Don't recall which patch it was, but you should be able to see if this is the case by just reducing the sleep 99999 line in you script.

You can also check where the script 'hangs' by starting your script with a 'set -x' as it's very first line.

If I recall which patch it was, I'll let you know...
Troyan Krastev
Regular Advisor

Re: script hangs

Jan,
You are right, if I get rid of sleep it works. The problem is it fails on SUN also, is it really a bug or it is a "feature"? I'll search for the patch.

RAC,
This failed script comes from RAC - Real Application Cluster from Oracle :-)
Troyan Krastev
Regular Advisor

Re: script hangs

Jan,

for set -x:
/ha_app #out=`/ha_app/troy_start`
+ echo Starting Troy Application
+ /ha_app/troy_app
+ sleep 99999999999
+ echo Started Troy Application
+ exit 0

And it hangs there :-(
Muthukumar_5
Honored Contributor
Solution

Re: script hangs

When you are using with `command | script` or $(command|script) then that action will be completed upon the command execution is done.

With your example problem in a changed manner:

# cat > script1
sleep 5
# cat > script2
echo "Starting Troy Application"
./script1 &
echo "Started Troy Application"
exit 0
# chmod u+x script?
# ./script2
Starting Troy Application
Started Troy Application
#
# echo "sh -x ./script2"
+ echo Starting Troy Application
+ ./script1
+ echo Started Troy Application
+ exit 0
Starting Troy Application Started Troy Application

It is displaying contents after sleep operation.
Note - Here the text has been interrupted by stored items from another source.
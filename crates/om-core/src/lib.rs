pub mod config;
pub mod digitalocean;
pub mod gcp;
pub mod install;
pub mod manual;
pub mod script;
pub mod server;
pub mod store;
pub mod trust;
pub mod types;

use std::collections::HashMap;
use std::fmt;
use std::str::FromStr;
use std::sync::Arc;

use async_trait::async_trait;
use serde::{Deserialize, Serialize};

use config::ManagerConfig;
use server::ManagedServer;
use trust::CertificateTrustStore;
use types::{CloudLocation, ServerId};

#[derive(Debug, thiserror::Error)]
pub enum Error {
    #[error("digitalocean error: {0}")]
    DigitalOcean(#[from] do_api::Error),

    #[error("gcp error: {0}")]
    Gcp(#[from] gce_api::Error),

    #[error("server install failed: {0}")]
    ServerInstallFailed(String),

    #[error("server {0} was deleted")]
    DeletedServer(ServerId),

    #[error("invalid id: {0}")]
    InvalidId(String),

    #[error("invalid access config: {0}")]
    InvalidAccessConfig(String),

    #[error("missing env var: {0}")]
    MissingEnv(String),

    #[error("invalid config: {0}")]
    Config(String),

    #[error("unknown provider: {0}")]
    UnknownProvider(String),

    #[error("store error: {0}")]
    Store(String),
}

impl Error {
    /// The provider reported the addressed resource as absent.
    pub fn is_not_found(&self) -> bool {
        match self {
            Self::DigitalOcean(e) => e.is_not_found(),
            Self::Gcp(e) => e.is_not_found(),
            _ => false,
        }
    }
}

pub type Result<T> = std::result::Result<T, Error>;

/// Cloud providers that can host an Outline server.
#[derive(Debug, Clone, Copy, PartialEq, Eq, Hash, Serialize, Deserialize)]
#[serde(rename_all = "lowercase")]
pub enum ProviderName {
    DigitalOcean,
    Gcp,
}

impl ProviderName {
    pub fn as_str(&self) -> &'static str {
        match self {
            Self::DigitalOcean => "digitalocean",
            Self::Gcp => "gcp",
        }
    }
}

impl fmt::Display for ProviderName {
    fn fmt(&self, f: &mut fmt::Formatter<'_>) -> fmt::Result {
        f.write_str(self.as_str())
    }
}

impl FromStr for ProviderName {
    type Err = Error;

    fn from_str(s: &str) -> Result<Self> {
        match s {
            "digitalocean" | "do" => Ok(Self::DigitalOcean),
            "gcp" | "gce" => Ok(Self::Gcp),
            other => Err(Error::UnknownProvider(other.to_string())),
        }
    }
}

/// Per-provider factory and cache of managed servers.
///
/// Servers are returned as soon as the cloud instance exists; install
/// completion is observed through [`ManagedServer::wait_on_install`].
#[async_trait]
pub trait ManagedServerRepository: Send + Sync + 'static {
    /// Create the cloud resources for a new server in `location` and start
    /// watching its installation. Does not wait for the install to finish.
    async fn create_server(&self, location: &str, name: &str) -> Result<Arc<ManagedServer>>;

    /// List Outline servers. With `fetch_from_host == false` the last fetched
    /// list is returned without any network call.
    async fn list_servers(&self, fetch_from_host: bool) -> Result<Vec<Arc<ManagedServer>>>;

    /// Locations where a server can be created.
    async fn list_locations(&self) -> Result<Vec<CloudLocation>>;

    /// Provider identifier.
    fn provider(&self) -> ProviderName;
}

/// Registry of the repositories whose credentials are configured.
#[derive(Clone, Default)]
pub struct RepositoryRegistry {
    repositories: HashMap<ProviderName, Arc<dyn ManagedServerRepository>>,
}

impl RepositoryRegistry {
    /// Look up a repository by provider.
    pub fn get(&self, name: ProviderName) -> Option<&Arc<dyn ManagedServerRepository>> {
        self.repositories.get(&name)
    }

    /// List the providers that are available.
    pub fn available(&self) -> Vec<ProviderName> {
        self.repositories.keys().copied().collect()
    }

    /// Returns `true` if no cloud provider is configured.
    pub fn is_empty(&self) -> bool {
        self.repositories.is_empty()
    }
}

/// Build a repository for every provider whose credentials are configured.
///
/// Providers without credentials are skipped with a debug log. An empty
/// registry is not an error: manually-configured servers need no provider.
pub fn build_repositories(
    config: &ManagerConfig,
    trust: Arc<dyn CertificateTrustStore>,
) -> RepositoryRegistry {
    let mut repositories: HashMap<ProviderName, Arc<dyn ManagedServerRepository>> =
        HashMap::new();
    let policy = config.server_policy();

    match &config.digitalocean_token {
        Some(token) => {
            let repo = digitalocean::DigitalOceanRepository::new(
                do_api::DigitalOceanClient::new(token.clone()),
                policy,
                trust.clone(),
                config.install_script_url.clone(),
            );
            tracing::info!("registered DigitalOcean repository");
            repositories.insert(ProviderName::DigitalOcean, Arc::new(repo));
        }
        None => tracing::debug!("skipping DigitalOcean repository: DIGITALOCEAN_TOKEN not set"),
    }

    match &config.gcp {
        Some(gcp) => {
            let repo = gcp::GcpRepository::new(
                gce_api::ComputeClient::new(gcp.access_token.clone(), gcp.project_id.clone()),
                policy,
                trust,
                config.install_script_url.clone(),
            );
            tracing::info!(project = %gcp.project_id, "registered GCP repository");
            repositories.insert(ProviderName::Gcp, Arc::new(repo));
        }
        None => tracing::debug!("skipping GCP repository: GCP credentials not set"),
    }

    RepositoryRegistry { repositories }
}

#[cfg(test)]
mod tests {
    use super::*;
    use crate::trust::MemoryTrustStore;

    #[test]
    fn provider_names_round_trip_through_strings() {
        for name in [ProviderName::DigitalOcean, ProviderName::Gcp] {
            assert_eq!(name.as_str().parse::<ProviderName>().unwrap(), name);
        }
        assert!(matches!(
            "lightsail".parse::<ProviderName>(),
            Err(Error::UnknownProvider(p)) if p == "lightsail"
        ));
    }

    #[test]
    fn registry_only_contains_configured_providers() {
        let config = ManagerConfig::from_lookup(|key| match key {
            "DIGITALOCEAN_TOKEN" => Some("do-token".into()),
            _ => None,
        })
        .unwrap();

        let registry = build_repositories(&config, Arc::new(MemoryTrustStore::default()));
        assert_eq!(registry.available(), vec![ProviderName::DigitalOcean]);
        assert!(registry.get(ProviderName::Gcp).is_none());
        assert_eq!(
            registry.get(ProviderName::DigitalOcean).unwrap().provider(),
            ProviderName::DigitalOcean
        );
    }

    #[test]
    fn empty_registry_is_allowed() {
        let config = ManagerConfig::from_lookup(|_| None).unwrap();
        let registry = build_repositories(&config, Arc::new(MemoryTrustStore::default()));
        assert!(registry.is_empty());
    }
}
//! Typed Rust client for the Compute Engine v1 API.
//!
//! Covers the subset needed for managing Outline instances: zones,
//! firewalls, instances, zone operations, guest attributes, and regional
//! static addresses. Authentication is a caller-supplied OAuth access token;
//! obtaining and refreshing it is out of scope for this crate.

mod types;

pub use reqwest::StatusCode;
pub use types::*;

const BASE_URL: &str = "https://compute.googleapis.com/compute/v1";

#[derive(Debug, thiserror::Error)]
pub enum Error {
    #[error("compute api request failed: {0}")]
    Request(#[from] reqwest::Error),

    #[error("compute api {endpoint} returned {status}: {body}")]
    Api {
        endpoint: &'static str,
        status: reqwest::StatusCode,
        body: String,
    },

    #[error("compute operation {operation} failed: {message}")]
    Operation { operation: String, message: String },
}

impl Error {
    /// The API answered 404 for the requested resource.
    pub fn is_not_found(&self) -> bool {
        matches!(self, Self::Api { status, .. } if *status == reqwest::StatusCode::NOT_FOUND)
    }
}

pub type Result<T> = std::result::Result<T, Error>;

/// Client for the Compute Engine REST API, scoped to one project.
#[derive(Clone)]
pub struct ComputeClient {
    token: String,
    project: String,
    base_url: String,
    http: reqwest::Client,
}

impl ComputeClient {
    pub fn new(token: impl Into<String>, project: impl Into<String>) -> Self {
        Self::with_base_url(token, project, BASE_URL)
    }

    /// Point the client at a different API root (used against local mock servers).
    pub fn with_base_url(
        token: impl Into<String>,
        project: impl Into<String>,
        base_url: impl Into<String>,
    ) -> Self {
        Self {
            token: token.into(),
            project: project.into(),
            base_url: base_url.into().trim_end_matches('/').to_string(),
            http: reqwest::Client::new(),
        }
    }

    pub fn project(&self) -> &str {
        &self.project
    }

    fn url(&self, path: &str) -> String {
        format!("{}/projects/{}{path}", self.base_url, self.project)
    }

    fn auth(&self) -> String {
        format!("Bearer {}", self.token)
    }

    async fn check(resp: reqwest::Response, endpoint: &'static str) -> Result<reqwest::Response> {
        let status = resp.status();
        if !status.is_success() {
            let body = resp.text().await.unwrap_or_default();
            return Err(Error::Api { endpoint, status, body });
        }
        Ok(resp)
    }

    // ── Zones ───────────────────────────────────────────────────────

    pub async fn list_zones(&self) -> Result<Vec<Zone>> {
        let mut zones = Vec::new();
        let mut page_token: Option<String> = None;

        loop {
            let mut builder = self
                .http
                .get(self.url("/zones"))
                .header("Authorization", self.auth());
            if let Some(token) = &page_token {
                builder = builder.query(&[("pageToken", token)]);
            }

            let list: ZoneList = Self::check(builder.send().await?, "list zones")
                .await?
                .json()
                .await?;
            zones.extend(list.items);

            match list.next_page_token {
                Some(token) if !token.is_empty() => page_token = Some(token),
                _ => break,
            }
        }

        Ok(zones)
    }

    // ── Operations ──────────────────────────────────────────────────

    /// Block server-side until a zone operation finishes (or the API's own
    /// wait deadline passes), then surface any operation error.
    pub async fn wait_zone_operation(&self, zone: &str, operation: &str) -> Result<Operation> {
        let resp = self
            .http
            .post(self.url(&format!("/zones/{zone}/operations/{operation}/wait")))
            .header("Authorization", self.auth())
            .send()
            .await?;

        let op: Operation = Self::check(resp, "wait zone operation")
            .await?
            .json()
            .await?;
        if let Some(message) = op.error_message() {
            return Err(Error::Operation {
                operation: op.name,
                message,
            });
        }
        Ok(op)
    }

    pub async fn wait_global_operation(&self, operation: &str) -> Result<Operation> {
        let resp = self
            .http
            .post(self.url(&format!("/global/operations/{operation}/wait")))
            .header("Authorization", self.auth())
            .send()
            .await?;

        let op: Operation = Self::check(resp, "wait global operation")
            .await?
            .json()
            .await?;
        if let Some(message) = op.error_message() {
            return Err(Error::Operation {
                operation: op.name,
                message,
            });
        }
        Ok(op)
    }

    pub async fn wait_region_operation(&self, region: &str, operation: &str) -> Result<Operation> {
        let resp = self
            .http
            .post(self.url(&format!("/regions/{region}/operations/{operation}/wait")))
            .header("Authorization", self.auth())
            .send()
            .await?;

        let op: Operation = Self::check(resp, "wait region operation")
            .await?
            .json()
            .await?;
        if let Some(message) = op.error_message() {
            return Err(Error::Operation {
                operation: op.name,
                message,
            });
        }
        Ok(op)
    }

    // ── Firewalls ───────────────────────────────────────────────────

    pub async fn get_firewall(&self, name: &str) -> Result<Firewall> {
        let resp = self
            .http
            .get(self.url(&format!("/global/firewalls/{name}")))
            .header("Authorization", self.auth())
            .send()
            .await?;

        Self::check(resp, "get firewall")
            .await?
            .json()
            .await
            .map_err(Error::from)
    }

    pub async fn create_firewall(&self, firewall: &Firewall) -> Result<Operation> {
        let resp = self
            .http
            .post(self.url("/global/firewalls"))
            .header("Authorization", self.auth())
            .json(firewall)
            .send()
            .await?;

        Self::check(resp, "create firewall")
            .await?
            .json()
            .await
            .map_err(Error::from)
    }

    // ── Instances ───────────────────────────────────────────────────

    pub async fn insert_instance(
        &self,
        zone: &str,
        req: &InsertInstanceRequest,
    ) -> Result<Operation> {
        let resp = self
            .http
            .post(self.url(&format!("/zones/{zone}/instances")))
            .header("Authorization", self.auth())
            .json(req)
            .send()
            .await?;

        Self::check(resp, "insert instance")
            .await?
            .json()
            .await
            .map_err(Error::from)
    }

    pub async fn get_instance(&self, zone: &str, name: &str) -> Result<Instance> {
        let resp = self
            .http
            .get(self.url(&format!("/zones/{zone}/instances/{name}")))
            .header("Authorization", self.auth())
            .send()
            .await?;

        Self::check(resp, "get instance")
            .await?
            .json()
            .await
            .map_err(Error::from)
    }

    pub async fn delete_instance(&self, zone: &str, name: &str) -> Result<Operation> {
        let resp = self
            .http
            .delete(self.url(&format!("/zones/{zone}/instances/{name}")))
            .header("Authorization", self.auth())
            .send()
            .await?;

        Self::check(resp, "delete instance")
            .await?
            .json()
            .await
            .map_err(Error::from)
    }

    /// List instances across all zones matching a filter expression,
    /// e.g. `labels.outline=true`.
    pub async fn list_all_instances(&self, filter: &str) -> Result<Vec<Instance>> {
        let mut instances = Vec::new();
        let mut page_token: Option<String> = None;

        loop {
            let mut builder = self
                .http
                .get(self.url("/aggregated/instances"))
                .header("Authorization", self.auth())
                .query(&[("filter", filter)]);
            if let Some(token) = &page_token {
                builder = builder.query(&[("pageToken", token)]);
            }

            let list: AggregatedInstanceList =
                Self::check(builder.send().await?, "list instances")
                    .await?
                    .json()
                    .await?;
            instances.extend(list.items.into_values().flat_map(|scoped| scoped.instances));

            match list.next_page_token {
                Some(token) if !token.is_empty() => page_token = Some(token),
                _ => break,
            }
        }

        Ok(instances)
    }

    /// Read guest attributes published by the instance under `query_path`
    /// (e.g. `outline/`). Returns an empty list when nothing is published yet.
    pub async fn get_guest_attributes(
        &self,
        zone: &str,
        instance: &str,
        query_path: &str,
    ) -> Result<Vec<GuestAttribute>> {
        let resp = self
            .http
            .get(self.url(&format!("/zones/{zone}/instances/{instance}/getGuestAttributes")))
            .header("Authorization", self.auth())
            .query(&[("queryPath", query_path)])
            .send()
            .await?;

        let attrs: GuestAttributesResponse = Self::check(resp, "get guest attributes")
            .await?
            .json()
            .await?;
        Ok(attrs.query_value.map(|v| v.items).unwrap_or_default())
    }

    // ── Addresses ───────────────────────────────────────────────────

    pub async fn create_static_ip(
        &self,
        region: &str,
        req: &CreateAddressRequest,
    ) -> Result<Operation> {
        let resp = self
            .http
            .post(self.url(&format!("/regions/{region}/addresses")))
            .header("Authorization", self.auth())
            .json(req)
            .send()
            .await?;

        Self::check(resp, "create static ip")
            .await?
            .json()
            .await
            .map_err(Error::from)
    }

    pub async fn delete_static_ip(&self, region: &str, name: &str) -> Result<Operation> {
        let resp = self
            .http
            .delete(self.url(&format!("/regions/{region}/addresses/{name}")))
            .header("Authorization", self.auth())
            .send()
            .await?;

        Self::check(resp, "delete static ip")
            .await?
            .json()
            .await
            .map_err(Error::from)
    }
}
use serde::{Deserialize, Serialize};
use std::fmt;
use std::str::FromStr;

use crate::Error;

/// Provider-qualified server identifier: `<accountId>:<providerInstanceId>`.
#[derive(Debug, Clone, PartialEq, Eq, Hash, Serialize, Deserialize)]
pub struct ServerId(String);

impl ServerId {
    pub fn new(account_id: &str, instance_id: &str) -> Self {
        Self(format!("{account_id}:{instance_id}"))
    }

    pub fn as_str(&self) -> &str {
        &self.0
    }

    pub fn account_id(&self) -> &str {
        self.0.split_once(':').map(|(account, _)| account).unwrap_or(&self.0)
    }

    pub fn instance_id(&self) -> &str {
        self.0.split_once(':').map(|(_, instance)| instance).unwrap_or("")
    }
}

impl fmt::Display for ServerId {
    fn fmt(&self, f: &mut fmt::Formatter<'_>) -> fmt::Result {
        f.write_str(&self.0)
    }
}

impl FromStr for ServerId {
    type Err = Error;

    fn from_str(s: &str) -> Result<Self, Error> {
        match s.split_once(':') {
            Some((account, instance)) if !account.is_empty() && !instance.is_empty() => {
                Ok(Self(s.to_string()))
            }
            _ => Err(Error::InvalidId(s.to_string())),
        }
    }
}

/// A region or zone where a server can run.
#[derive(Debug, Clone, PartialEq, Eq, Serialize, Deserialize)]
pub struct CloudLocation {
    /// Provider identifier, e.g. `nyc3` or `us-central1-a`.
    pub id: String,
    pub display_name: String,
    pub available: bool,
}
#[cfg(test)]
mod tests {
    use super::*;
    use crate::install::{InstallPolicy, InstallState};
    use crate::trust::MemoryTrustStore;
    use mockito::{Matcher, Server, ServerGuard};
    use std::time::Duration;

    const API_URL: &str = "https://203.0.113.7:4431/kXkzRYuCJZ6AEoKY";
    const FINGERPRINT: &str = "C1A7B4F09D7E0C64F3A9A40D30A82F3A";

    fn kv_tag(key: &str, value: &str) -> String {
        format!("kv:{key}:{}", hex::encode(value))
    }

    fn droplet_json(id: u64, tags: &[String]) -> String {
        serde_json::json!({
            "id": id,
            "name": format!("outline-{id}"),
            "status": "active",
            "tags": tags,
            "region": {"slug": "ams3", "name": "Amsterdam 3", "available": true},
            "size": {"slug": "s-1vcpu-1gb", "price_monthly": 6.0, "transfer": 1.0},
            "networks": {"v4": []},
            "created_at": "2024-05-01T10:00:00Z"
        })
        .to_string()
    }

    fn installed_tags() -> Vec<String> {
        vec![
            OUTLINE_TAG.to_string(),
            kv_tag("certsha256", FINGERPRINT),
            kv_tag("apiurl", API_URL),
        ]
    }

    async fn repository(
        server: &mut ServerGuard,
        delete: DeletePolicy,
    ) -> (DigitalOceanRepository, Arc<MemoryTrustStore>) {
        server
            .mock("GET", "/account")
            .with_status(200)
            .with_body(r#"{"account":{"uuid":"acct-uuid","email":"ops@example.com"}}"#)
            .create_async()
            .await;

        let trust = Arc::new(MemoryTrustStore::default());
        let repo = DigitalOceanRepository::new(
            DigitalOceanClient::with_base_url("dop_v1_test", server.url()),
            ServerPolicy {
                install: InstallPolicy {
                    poll_interval: Duration::from_millis(20),
                    timeout: Duration::from_secs(5),
                },
                delete,
            },
            trust.clone(),
            "https://example.com/install.sh".into(),
        );
        (repo, trust)
    }

    #[test]
    fn tags_decode_into_install_metadata() {
        let tags = vec![
            "outline".to_string(),
            "KV:ApiUrl:".to_string() + &hex::encode(API_URL),
            kv_tag("certsha256", FINGERPRINT),
            "kv:install-error:zz".to_string(),
            "kv:no-separator".to_string(),
        ];

        let metadata = parse_droplet_tags(&tags);
        assert_eq!(metadata.api_url.as_deref(), Some(API_URL));
        assert_eq!(metadata.certificate_fingerprint.as_deref(), Some(FINGERPRINT));
        assert!(metadata.install_error.is_none());
    }

    #[test]
    fn untagged_droplet_has_no_metadata() {
        assert!(parse_droplet_tags(&vec![OUTLINE_TAG.to_string()]).is_empty());
    }

    #[tokio::test]
    async fn created_droplet_installs_after_tags_appear() {
        let mut server = Server::new_async().await;
        let (repo, trust) = repository(&mut server, DeletePolicy::default()).await;

        let create = server
            .mock("POST", "/droplets")
            .match_body(Matcher::PartialJson(serde_json::json!({
                "name": "my-server",
                "region": "ams3",
                "tags": ["outline"],
            })))
            .with_status(202)
            .with_body(format!(r#"{{"droplet": {}}}"#, droplet_json(77, &[OUTLINE_TAG.into()])))
            .expect(1)
            .create_async()
            .await;
        let _get = server
            .mock("GET", "/droplets/77")
            .with_status(200)
            .with_body(format!(r#"{{"droplet": {}}}"#, droplet_json(77, &installed_tags())))
            .create_async()
            .await;

        let created = repo.create_server("ams3", "my-server").await.unwrap();
        assert_eq!(created.id().as_str(), "acct-uuid:77");
        assert!(!created.is_install_completed());

        created.wait_on_install().await.unwrap();

        create.assert_async().await;
        assert_eq!(created.install_state(), InstallState::Success);
        assert_eq!(created.management_api_url(), Some(API_URL));
        assert_eq!(trust.fingerprint_for(API_URL).as_deref(), Some(FINGERPRINT));
        assert_eq!(created.host().monthly_cost(), Some(6.0));
        assert_eq!(
            created.host().created_at().map(|t| t.to_rfc3339()).as_deref(),
            Some("2024-05-01T10:00:00+00:00")
        );
        assert_eq!(
            created.host().monthly_outbound_transfer_limit(),
            Some(1_000_000_000_000)
        );
    }

    #[tokio::test]
    async fn error_tag_fails_install() {
        let mut server = Server::new_async().await;
        let (repo, trust) = repository(&mut server, DeletePolicy::default()).await;

        let mut tags = installed_tags();
        tags.push(kv_tag("install-error", "true"));
        server
            .mock("GET", "/droplets")
            .match_query(Matcher::UrlEncoded("tag_name".into(), "outline".into()))
            .with_status(200)
            .with_body(format!(r#"{{"droplets": [{}]}}"#, droplet_json(5, &tags)))
            .create_async()
            .await;

        let servers = repo.list_servers(true).await.unwrap();
        assert_eq!(servers.len(), 1);
        assert!(matches!(
            servers[0].wait_on_install().await,
            Err(crate::Error::ServerInstallFailed(_))
        ));
        assert!(trust.trusted().is_empty());
    }

    #[tokio::test]
    async fn cached_listing_makes_no_network_calls() {
        let mut server = Server::new_async().await;
        let (repo, _trust) = repository(&mut server, DeletePolicy::default()).await;

        assert!(repo.list_servers(false).await.unwrap().is_empty());

        let list = server
            .mock("GET", "/droplets")
            .match_query(Matcher::Any)
            .with_status(200)
            .with_body(format!(
                r#"{{"droplets": [{}, {}]}}"#,
                droplet_json(1, &installed_tags()),
                droplet_json(2, &installed_tags())
            ))
            .expect(1)
            .create_async()
            .await;

        let fetched = repo.list_servers(true).await.unwrap();
        let cached = repo.list_servers(false).await.unwrap();

        list.assert_async().await;
        assert_eq!(fetched.len(), 2);
        assert_eq!(cached.len(), 2);
        assert!(fetched.iter().zip(&cached).all(|(a, b)| Arc::ptr_eq(a, b)));
        assert!(cached.iter().all(|s| s.is_install_completed()));
    }

    #[tokio::test]
    async fn refetch_replaces_server_objects() {
        let mut server = Server::new_async().await;
        let (repo, _trust) = repository(&mut server, DeletePolicy::default()).await;
        server
            .mock("GET", "/droplets")
            .match_query(Matcher::Any)
            .with_status(200)
            .with_body(format!(r#"{{"droplets": [{}]}}"#, droplet_json(1, &installed_tags())))
            .expect(2)
            .create_async()
            .await;

        let first = repo.list_servers(true).await.unwrap();
        let second = repo.list_servers(true).await.unwrap();

        assert_eq!(first[0].id(), second[0].id());
        assert!(!Arc::ptr_eq(&first[0], &second[0]));
    }

    #[tokio::test]
    async fn deleting_a_gone_droplet_follows_policy() {
        let mut server = Server::new_async().await;
        let (lenient, _) = repository(&mut server, DeletePolicy::IgnoreNotFound).await;
        let (strict, _) = repository(&mut server, DeletePolicy::Strict).await;
        server
            .mock("GET", "/droplets")
            .match_query(Matcher::Any)
            .with_status(200)
            .with_body(format!(r#"{{"droplets": [{}]}}"#, droplet_json(9, &[OUTLINE_TAG.into()])))
            .create_async()
            .await;
        let delete = server
            .mock("DELETE", "/droplets/9")
            .with_status(404)
            .with_body(r#"{"id":"not_found"}"#)
            .expect(2)
            .create_async()
            .await;

        let strict_server = strict.list_servers(true).await.unwrap().remove(0);
        assert!(strict_server.host().delete().await.unwrap_err().is_not_found());
        assert!(!strict_server.is_install_completed());

        let lenient_server = lenient.list_servers(true).await.unwrap().remove(0);
        lenient_server.host().delete().await.unwrap();
        lenient_server.host().delete().await.unwrap();
        assert_eq!(lenient_server.install_state(), InstallState::Deleted);
        assert!(matches!(
            lenient_server.wait_on_install().await,
            Err(crate::Error::DeletedServer(_))
        ));

        delete.assert_async().await;
    }

    #[tokio::test]
    async fn locations_require_the_droplet_size() {
        let mut server = Server::new_async().await;
        let (repo, _trust) = repository(&mut server, DeletePolicy::default()).await;
        server
            .mock("GET", "/regions")
            .match_query(Matcher::Any)
            .with_status(200)
            .with_body(
                r#"{"regions":[
                    {"slug":"ams3","name":"Amsterdam 3","available":true,"sizes":["s-1vcpu-1gb"]},
                    {"slug":"nyc1","name":"New York 1","available":true,"sizes":["s-8vcpu-16gb"]},
                    {"slug":"sfo1","name":"San Francisco 1","available":false,"sizes":[]}
                ]}"#,
            )
            .create_async()
            .await;

        let locations = repo.list_locations().await.unwrap();
        let available: Vec<_> = locations
            .iter()
            .filter(|l| l.available)
            .map(|l| l.id.as_str())
            .collect();
        assert_eq!(locations.len(), 3);
        assert_eq!(available, vec!["ams3"]);
    }
}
It is not meant that it is hanging. `./script2` is executed in foreground process to ` ` operation.

Hang means if you are giving ctrl+d or ctrl+c then process will not end up. That is hang.

Hope you got the point. Else revert back again.
Easy to suggest when don't know about the problem!
Troyan Krastev
Regular Advisor

Re: script hangs

Thanks Muthukumar,

This explains why it happens. You are right, it is not true "hang", but in my case I need return right away, not waiting for the program to finish.

Thanks again,
Troy
Howard Marshall
Regular Advisor

Re: script hangs

Here is what I think you have going on.

You are starting your shell script, which based on the first line calls a new shell.
You then start the app script in the background in that new shell but it is in the background for that new shell so the new shell canâ t end until the background process finishes.

It works from your command line because you are still in the same shell that has the process running in the background.

Change you script to use nohup /tmp/ha_app/tryo_app &

And it will start the app script in its own shell that will not keep the current shell locked up and the startup script will be allowed to end normally.

Hope this makes sense and helps some.

H
Troyan Krastev
Regular Advisor

Re: script hangs

Thanks Howard, it doesn't help. The script still "hangs".

I simply changed the template script that comes from Oracle. This is the original:

if [ "$START_APPCMD2" != "" ]; then
out=`$START_APPCMD2`
if [ $? -ne 0 ]; then
postevent $ERROR_PRIORITY "start 2: $out"
exit 1
fi
fi
;;

I replaced out=`$START_APPCMD2` with $START_APPCMD2
Howard Marshall
Regular Advisor

Re: script hangs

I tested something very similar that I wrote quickly to make sure it would work and it does on my machine. I am running 10.20 though. However it worked just fine with and without the nohup.

Perhaps give it a shot running ksh instead of sh and see if that helps things along.

Howard
Troyan Krastev
Regular Advisor

Re: script hangs

Hi Howard,

I tested the script on HP-UX11.0 and SUN 9. No success.

-Troy
Sandman!
Honored Contributor

Re: script hangs

Troy,

How about running your command in the background within a subshell...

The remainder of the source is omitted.